Medicines and Related Products Regulations, 2020.

These Regulations, implementing the Medicines and Related Products Act, 2014, divided into fifteen parts, apply to medicines and related products for human and veterinary use to be placed on the market in the Gambia, and thus concern guidelines and good practices for the proper usage of medicines and related products. The Regulations define the following matters: adverse drug reaction; batch number; bioequivalence; biological products; counterfeit; good clinical practice; good manufacturing process; herbal medicine; inspection; nutritional supplement; brand name.

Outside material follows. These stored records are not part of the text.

//! Payment reconciliation
//!
//! Applies externally reported payment outcomes to local attempt and
//! order records. Callback delivery and active polling both funnel
//! through [`apply_status`], which is why it is idempotent: the same
//! terminal report may arrive several times over both paths.
//!
//! These functions run on the single-writer actor, so the idempotence
//! check is atomic with the state write and duplicate deliveries for
//! one reference cannot race each other.

use crate::{
    error::{Error, Result},
    metrics::Metrics,
    storage::Storage,
    types::{AttemptState, OrderStatus, PaymentAttempt},
};
use chrono::Utc;
use momo_gateway::ReferenceId;
use rust_decimal::Decimal;
use uuid::Uuid;

/// Record a fresh PENDING attempt for an order
///
/// The gateway charge was already submitted by the caller (outside any
/// storage transaction); this re-runs the already-paid check atomically
/// before the attempt row lands, closing the race against a concurrent
/// successful reconciliation.
pub fn record_attempt(
    storage: &Storage,
    metrics: &Metrics,
    order_id: Uuid,
    reference: ReferenceId,
    amount: Decimal,
) -> Result<PaymentAttempt> {
    let _order = storage.get_order(order_id)?;

    if storage.has_successful_attempt(order_id)? {
        return Err(Error::OrderAlreadyPaid(order_id));
    }

    let now = Utc::now();
    let attempt = PaymentAttempt {
        reference,
        order_id,
        amount,
        state: AttemptState::Pending,
        created_at: now,
        last_checked: now,
    };

    storage.put_attempt_atomic(&attempt, None)?;
    metrics.record_payment_attempt();

    tracing::info!(
        reference = %attempt.reference,
        %order_id,
        amount = %amount,
        "Payment attempt recorded"
    );

    Ok(attempt)
}

/// Apply a gateway-reported state to an attempt (idempotent)
///
/// Terminal states never transition again: a duplicate delivery is a
/// no-op, a contradictory one surfaces as `ReconciliationConflict` for
/// the service boundary to log and swallow. On `PENDING -> SUCCESSFUL`
/// the owning order moves `pending -> processing` in the same write
/// batch as the attempt, so the two are never observably separated.
pub fn apply_status(
    storage: &Storage,
    metrics: &Metrics,
    reference: &ReferenceId,
    incoming: AttemptState,
    amount: Decimal,
) -> Result<()> {
    let mut attempt = storage.get_attempt(reference)?;

    if amount != attempt.amount {
        tracing::warn!(
            %reference,
            recorded = %attempt.amount,
            reported = %amount,
            "Gateway-reported amount disagrees with recorded attempt"
        );
        metrics.record_amount_mismatch();
    }

    if attempt.state.is_terminal() {
        if incoming == attempt.state {
            tracing::debug!(%reference, state = %incoming, "Duplicate terminal delivery, no-op");
            return Ok(());
        }
        if incoming.is_terminal() {
            metrics.record_reconciliation_conflict();
            return Err(Error::ReconciliationConflict(format!(
                "attempt {} already {}, gateway reported {}",
                reference, attempt.state, incoming
            )));
        }
        // Stale PENDING poll after a terminal outcome
        tracing::debug!(%reference, state = %attempt.state, "Stale pending report ignored");
        return Ok(());
    }

    let now = Utc::now();

    match incoming {
        AttemptState::Pending => {
            attempt.last_checked = now;
            storage.put_attempt_atomic(&attempt, None)?;
            Ok(())
        }

        AttemptState::Successful => {
            // At most one successful attempt per order
            if storage.has_successful_attempt(attempt.order_id)? {
                metrics.record_reconciliation_conflict();
                return Err(Error::ReconciliationConflict(format!(
                    "order {} already has a successful attempt, refusing {}",
                    attempt.order_id, reference
                )));
            }

            attempt.state = AttemptState::Successful;
            attempt.last_checked = now;

            let mut order = storage.get_order(attempt.order_id)?;
            let move_order = order.status == OrderStatus::Pending;
            if move_order {
                order.status = OrderStatus::Processing;
                order.updated_at = now;
            } else {
                tracing::warn!(
                    order_id = %order.order_id,
                    status = %order.status,
                    %reference,
                    "Payment succeeded but order already left pending"
                );
            }

            storage.put_attempt_atomic(&attempt, move_order.then_some(&order))?;
            metrics.record_payment_succeeded();

            tracing::info!(
                %reference,
                order_id = %attempt.order_id,
                "Payment successful, order processing"
            );
            Ok(())
        }

        AttemptState::Failed => {
            attempt.state = AttemptState::Failed;
            attempt.last_checked = now;
            // Order stays pending and eligible for a fresh attempt;
            // reserved stock is an operator/timeout concern.
            storage.put_attempt_atomic(&attempt, None)?;
            metrics.record_payment_failed();

            tracing::info!(
                %reference,
                order_id = %attempt.order_id,
                "Payment failed, order still pending"
            );
            Ok(())
        }
    }
}

#[cfg(test)]
mod tests {
    use super::*;
    use crate::types::{Order, OrderStatus};
    use crate::Config;
    use tempfile::TempDir;

    fn test_storage() -> (Storage, Metrics, TempDir) {
        let temp_dir = TempDir::new().unwrap();
        let mut config = Config::default();
        config.data_dir = temp_dir.path().to_path_buf();
        (
            Storage::open(&config).unwrap(),
            Metrics::new().unwrap(),
            temp_dir,
        )
    }

    fn seed_order(storage: &Storage) -> Order {
        let now = Utc::now();
        let order = Order {
            order_id: Uuid::now_v7(),
            user_id: Uuid::new_v4(),
            total: Decimal::new(250000, 2),
            status: OrderStatus::Pending,
            items: vec![],
            created_at: now,
            updated_at: now,
        };
        storage.commit_order(&order, &[]).unwrap();
        order
    }

    #[test]
    fn test_record_attempt() {
        let (storage, metrics, _temp) = test_storage();
        let order = seed_order(&storage);

        let attempt = record_attempt(
            &storage,
            &metrics,
            order.order_id,
            ReferenceId::generate(),
            order.total,
        )
        .unwrap();

        assert_eq!(attempt.state, AttemptState::Pending);
        assert_eq!(metrics.payment_attempts.get(), 1);
    }

    #[test]
    fn test_record_attempt_unknown_order() {
        let (storage, metrics, _temp) = test_storage();
        let err = record_attempt(
            &storage,
            &metrics,
            Uuid::new_v4(),
            ReferenceId::generate(),
            Decimal::TEN,
        )
        .unwrap_err();
        assert!(matches!(err, Error::OrderNotFound(_)));
    }

    #[test]
    fn test_no_attempt_after_success() {
        let (storage, metrics, _temp) = test_storage();
        let order = seed_order(&storage);

        let attempt = record_attempt(
            &storage,
            &metrics,
            order.order_id,
            ReferenceId::generate(),
            order.total,
        )
        .unwrap();
        apply_status(
            &storage,
            &metrics,
            &attempt.reference,
            AttemptState::Successful,
            order.total,
        )
        .unwrap();

        let err = record_attempt(
            &storage,
            &metrics,
            order.order_id,
            ReferenceId::generate(),
            order.total,
        )
        .unwrap_err();
        assert!(matches!(err, Error::OrderAlreadyPaid(_)));
    }

    #[test]
    fn test_success_moves_order_atomically() {
        let (storage, metrics, _temp) = test_storage();
        let order = seed_order(&storage);
        let attempt = record_attempt(
            &storage,
            &metrics,
            order.order_id,
            ReferenceId::generate(),
            order.total,
        )
        .unwrap();

        apply_status(
            &storage,
            &metrics,
            &attempt.reference,
            AttemptState::Successful,
            order.total,
        )
        .unwrap();

        assert_eq!(
            storage.get_attempt(&attempt.reference).unwrap().state,
            AttemptState::Successful
        );
        assert_eq!(
            storage.get_order(order.order_id).unwrap().status,
            OrderStatus::Processing
        );
    }

    #[test]
    fn test_duplicate_terminal_delivery_is_noop() {
        let (storage, metrics, _temp) = test_storage();
        let order = seed_order(&storage);
        let attempt = record_attempt(
            &storage,
            &metrics,
            order.order_id,
            ReferenceId::generate(),
            order.total,
        )
        .unwrap();

        apply_status(&storage, &metrics, &attempt.reference, AttemptState::Successful, order.total)
            .unwrap();
        let after_first = storage.get_attempt(&attempt.reference).unwrap();
        let order_after_first = storage.get_order(order.order_id).unwrap();

        apply_status(&storage, &metrics, &attempt.reference, AttemptState::Successful, order.total)
            .unwrap();

        // Records byte-identical after the second delivery
        assert_eq!(storage.get_attempt(&attempt.reference).unwrap(), after_first);
        assert_eq!(storage.get_order(order.order_id).unwrap(), order_after_first);
        assert_eq!(metrics.payments_succeeded.get(), 1);
    }

    #[test]
    fn test_contradictory_terminal_delivery_conflicts() {
        let (storage, metrics, _temp) = test_storage();
        let order = seed_order(&storage);
        let attempt = record_attempt(
            &storage,
            &metrics,
            order.order_id,
            ReferenceId::generate(),
            order.total,
        )
        .unwrap();

        apply_status(&storage, &metrics, &attempt.reference, AttemptState::Failed, order.total)
            .unwrap();

        let err = apply_status(
            &storage,
            &metrics,
            &attempt.reference,
            AttemptState::Successful,
            order.total,
        )
        .unwrap_err();

        assert!(matches!(err, Error::ReconciliationConflict(_)));
        assert_eq!(metrics.reconciliation_conflicts.get(), 1);
        // Record unchanged
        assert_eq!(
            storage.get_attempt(&attempt.reference).unwrap().state,
            AttemptState::Failed
        );
        assert_eq!(
            storage.get_order(order.order_id).unwrap().status,
            OrderStatus::Pending
        );
    }

    #[test]
    fn test_failed_leaves_order_pending() {
        let (storage, metrics, _temp) = test_storage();
        let order = seed_order(&storage);
        let attempt = record_attempt(
            &storage,
            &metrics,
            order.order_id,
            ReferenceId::generate(),
            order.total,
        )
        .unwrap();

        apply_status(&storage, &metrics, &attempt.reference, AttemptState::Failed, order.total)
            .unwrap();

        assert_eq!(
            storage.get_order(order.order_id).unwrap().status,
            OrderStatus::Pending
        );

        // A fresh attempt is allowed after a failure
        let retry = record_attempt(
            &storage,
            &metrics,
            order.order_id,
            ReferenceId::generate(),
            order.total,
        );
        assert!(retry.is_ok());
    }

    #[test]
    fn test_amount_mismatch_logged_not_fatal() {
        let (storage, metrics, _temp) = test_storage();
        let order = seed_order(&storage);
        let attempt = record_attempt(
            &storage,
            &metrics,
            order.order_id,
            ReferenceId::generate(),
            order.total,
        )
        .unwrap();

        apply_status(
            &storage,
            &metrics,
            &attempt.reference,
            AttemptState::Successful,
            order.total + Decimal::ONE,
        )
        .unwrap();

        assert_eq!(metrics.amount_mismatches.get(), 1);
        assert_eq!(
            storage.get_attempt(&attempt.reference).unwrap().state,
            AttemptState::Successful
        );
    }

    #[test]
    fn test_pending_refresh_updates_last_checked_only() {
        let (storage, metrics, _temp) = test_storage();
        let order = seed_order(&storage);
        let attempt = record_attempt(
            &storage,
            &metrics,
            order.order_id,
            ReferenceId::generate(),
            order.total,
        )
        .unwrap();

        apply_status(&storage, &metrics, &attempt.reference, AttemptState::Pending, order.total)
            .unwrap();

        let refreshed = storage.get_attempt(&attempt.reference).unwrap();
        assert_eq!(refreshed.state, AttemptState::Pending);
        assert!(refreshed.last_checked >= attempt.last_checked);
    }
}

The Regulations concern the following matters: classification of medicines and related products, including herbal medicines, veterinary medicines, cosmetics, pharmacy medicines, homeopathic medicines, medical devices; manufacturing licence; import, export, storage of medicines and related products, and specific requirements for veterinary products; application for a research permit; application by governmental and non-governmental health facility; personal use of medicines and related products; application for registration of medicines and related products; registration of veterinary products; establishment and functions of the Pharmacovigilance System Agency; measures for preventing public health hazards and for ensuring risk assessment system; pharmacovigilance inspection; labelling requirements for medicines intended for human use and for medicines intended for veterinary use; access to information for medicines for human use; marketing of medicines and related products; enforcement and penalties; disposal of medicines and related products; international cooperation and harmonisation of initiatives regarding medicines and related products; monitoring and evaluation; compliance with standards; access to information and protection of information.